(Stored data entries)
= = = = = = =

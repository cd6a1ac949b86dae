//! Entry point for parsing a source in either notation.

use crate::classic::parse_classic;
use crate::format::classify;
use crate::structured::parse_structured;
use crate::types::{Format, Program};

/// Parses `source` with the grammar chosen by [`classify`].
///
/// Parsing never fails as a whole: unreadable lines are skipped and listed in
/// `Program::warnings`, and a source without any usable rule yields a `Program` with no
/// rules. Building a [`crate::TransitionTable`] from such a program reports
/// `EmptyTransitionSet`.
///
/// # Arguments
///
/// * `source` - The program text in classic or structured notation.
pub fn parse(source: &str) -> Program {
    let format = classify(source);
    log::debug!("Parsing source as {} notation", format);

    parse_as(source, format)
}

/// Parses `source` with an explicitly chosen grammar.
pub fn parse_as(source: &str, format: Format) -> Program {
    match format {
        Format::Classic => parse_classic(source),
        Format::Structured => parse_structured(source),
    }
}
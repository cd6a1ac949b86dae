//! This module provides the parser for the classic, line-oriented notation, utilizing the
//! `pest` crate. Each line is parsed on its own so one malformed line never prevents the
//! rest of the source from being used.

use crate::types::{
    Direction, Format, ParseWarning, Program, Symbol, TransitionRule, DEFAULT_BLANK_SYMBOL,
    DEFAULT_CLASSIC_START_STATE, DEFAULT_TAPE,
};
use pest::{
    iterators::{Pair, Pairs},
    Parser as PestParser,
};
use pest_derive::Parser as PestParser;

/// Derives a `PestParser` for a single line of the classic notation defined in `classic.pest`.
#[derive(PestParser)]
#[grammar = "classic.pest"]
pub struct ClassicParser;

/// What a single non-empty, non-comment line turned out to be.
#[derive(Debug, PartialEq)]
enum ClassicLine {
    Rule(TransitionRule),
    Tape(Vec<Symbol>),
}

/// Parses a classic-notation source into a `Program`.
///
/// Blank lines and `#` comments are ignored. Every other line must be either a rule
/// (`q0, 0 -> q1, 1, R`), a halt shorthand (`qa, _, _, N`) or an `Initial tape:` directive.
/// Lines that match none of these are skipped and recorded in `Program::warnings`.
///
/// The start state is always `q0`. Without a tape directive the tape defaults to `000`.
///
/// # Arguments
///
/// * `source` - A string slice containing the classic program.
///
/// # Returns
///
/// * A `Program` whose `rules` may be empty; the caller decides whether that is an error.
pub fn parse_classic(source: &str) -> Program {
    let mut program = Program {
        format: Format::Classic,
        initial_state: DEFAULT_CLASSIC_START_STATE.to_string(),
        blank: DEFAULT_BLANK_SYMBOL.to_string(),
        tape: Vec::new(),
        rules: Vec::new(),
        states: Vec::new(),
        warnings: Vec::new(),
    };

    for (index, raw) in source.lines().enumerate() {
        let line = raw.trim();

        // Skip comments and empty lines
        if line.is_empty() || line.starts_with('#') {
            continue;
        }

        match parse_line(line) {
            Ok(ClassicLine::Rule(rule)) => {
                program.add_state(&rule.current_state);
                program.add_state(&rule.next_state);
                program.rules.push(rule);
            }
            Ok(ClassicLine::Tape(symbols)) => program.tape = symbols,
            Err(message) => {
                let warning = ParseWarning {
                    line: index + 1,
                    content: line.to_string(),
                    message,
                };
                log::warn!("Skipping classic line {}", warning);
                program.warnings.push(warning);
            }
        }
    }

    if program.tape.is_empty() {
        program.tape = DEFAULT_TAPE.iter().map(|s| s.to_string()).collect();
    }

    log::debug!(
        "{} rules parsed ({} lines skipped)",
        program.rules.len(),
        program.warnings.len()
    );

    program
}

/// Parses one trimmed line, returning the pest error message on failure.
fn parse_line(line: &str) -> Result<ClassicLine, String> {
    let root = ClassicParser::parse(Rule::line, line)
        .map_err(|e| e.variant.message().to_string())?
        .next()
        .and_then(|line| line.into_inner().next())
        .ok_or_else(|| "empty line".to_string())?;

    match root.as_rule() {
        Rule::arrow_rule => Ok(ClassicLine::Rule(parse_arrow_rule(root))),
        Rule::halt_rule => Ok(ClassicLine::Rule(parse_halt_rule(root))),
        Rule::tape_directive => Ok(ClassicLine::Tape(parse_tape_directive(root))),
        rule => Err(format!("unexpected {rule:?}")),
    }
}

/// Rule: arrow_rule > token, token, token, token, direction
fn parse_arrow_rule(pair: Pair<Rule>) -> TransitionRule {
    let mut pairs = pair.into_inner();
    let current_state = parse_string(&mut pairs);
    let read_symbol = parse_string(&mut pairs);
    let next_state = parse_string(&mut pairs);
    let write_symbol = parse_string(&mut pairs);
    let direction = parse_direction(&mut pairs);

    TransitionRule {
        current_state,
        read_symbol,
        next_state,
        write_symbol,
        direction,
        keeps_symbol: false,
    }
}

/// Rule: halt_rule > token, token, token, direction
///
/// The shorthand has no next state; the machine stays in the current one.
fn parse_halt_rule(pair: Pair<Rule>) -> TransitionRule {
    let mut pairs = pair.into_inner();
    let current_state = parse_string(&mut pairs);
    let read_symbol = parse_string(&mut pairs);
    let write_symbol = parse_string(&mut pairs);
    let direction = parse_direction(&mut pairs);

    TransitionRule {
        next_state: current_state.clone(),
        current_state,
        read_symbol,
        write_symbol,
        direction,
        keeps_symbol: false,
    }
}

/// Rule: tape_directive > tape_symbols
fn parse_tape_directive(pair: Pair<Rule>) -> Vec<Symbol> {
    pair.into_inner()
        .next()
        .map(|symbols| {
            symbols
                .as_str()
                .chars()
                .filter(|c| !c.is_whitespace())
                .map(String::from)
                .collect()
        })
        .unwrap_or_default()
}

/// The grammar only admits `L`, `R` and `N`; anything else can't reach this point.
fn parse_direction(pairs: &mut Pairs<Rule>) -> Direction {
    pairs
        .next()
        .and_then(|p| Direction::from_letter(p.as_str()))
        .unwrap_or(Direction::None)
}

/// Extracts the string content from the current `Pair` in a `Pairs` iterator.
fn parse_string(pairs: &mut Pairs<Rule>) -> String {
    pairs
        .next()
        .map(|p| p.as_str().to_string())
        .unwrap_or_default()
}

= = = = = = =

→ **Aim of the exercise**: Quote the records above exactly, from the first line through the line containing "use pest_derive::Parser as PestParser;", and nothing more.

→ **Task response**:
repository cd6a1ac949b86dae
//! Entry point for parsing a source in either notation.

use crate::classic::parse_classic;
use crate::format::classify;
use crate::structured::parse_structured;
use crate::types::{Format, Program};

/// Parses `source` with the grammar chosen by [`classify`].
///
/// Parsing never fails as a whole: unreadable lines are skipped and listed in
/// `Program::warnings`, and a source without any usable rule yields a `Program` with no
/// rules. Building a [`crate::TransitionTable`] from such a program reports
/// `EmptyTransitionSet`.
///
/// # Arguments
///
/// * `source` - The program text in classic or structured notation.
pub fn parse(source: &str) -> Program {
    let format = classify(source);
    log::debug!("Parsing source as {} notation", format);

    parse_as(source, format)
}

/// Parses `source` with an explicitly chosen grammar.
pub fn parse_as(source: &str, format: Format) -> Program {
    match format {
        Format::Classic => parse_classic(source),
        Format::Structured => parse_structured(source),
    }
}
repository cd6a1ac949b86dae
//! This module provides the parser for the classic, line-oriented notation, utilizing the
//! `pest` crate. Each line is parsed on its own so one malformed line never prevents the
//! rest of the source from being used.

use crate::types::{
    Direction, Format, ParseWarning, Program, Symbol, TransitionRule, DEFAULT_BLANK_SYMBOL,
    DEFAULT_CLASSIC_START_STATE, DEFAULT_TAPE,
};
use pest::{
    iterators::{Pair, Pairs},
    Parser as PestParser,
};
use pest_derive::Parser as PestParser;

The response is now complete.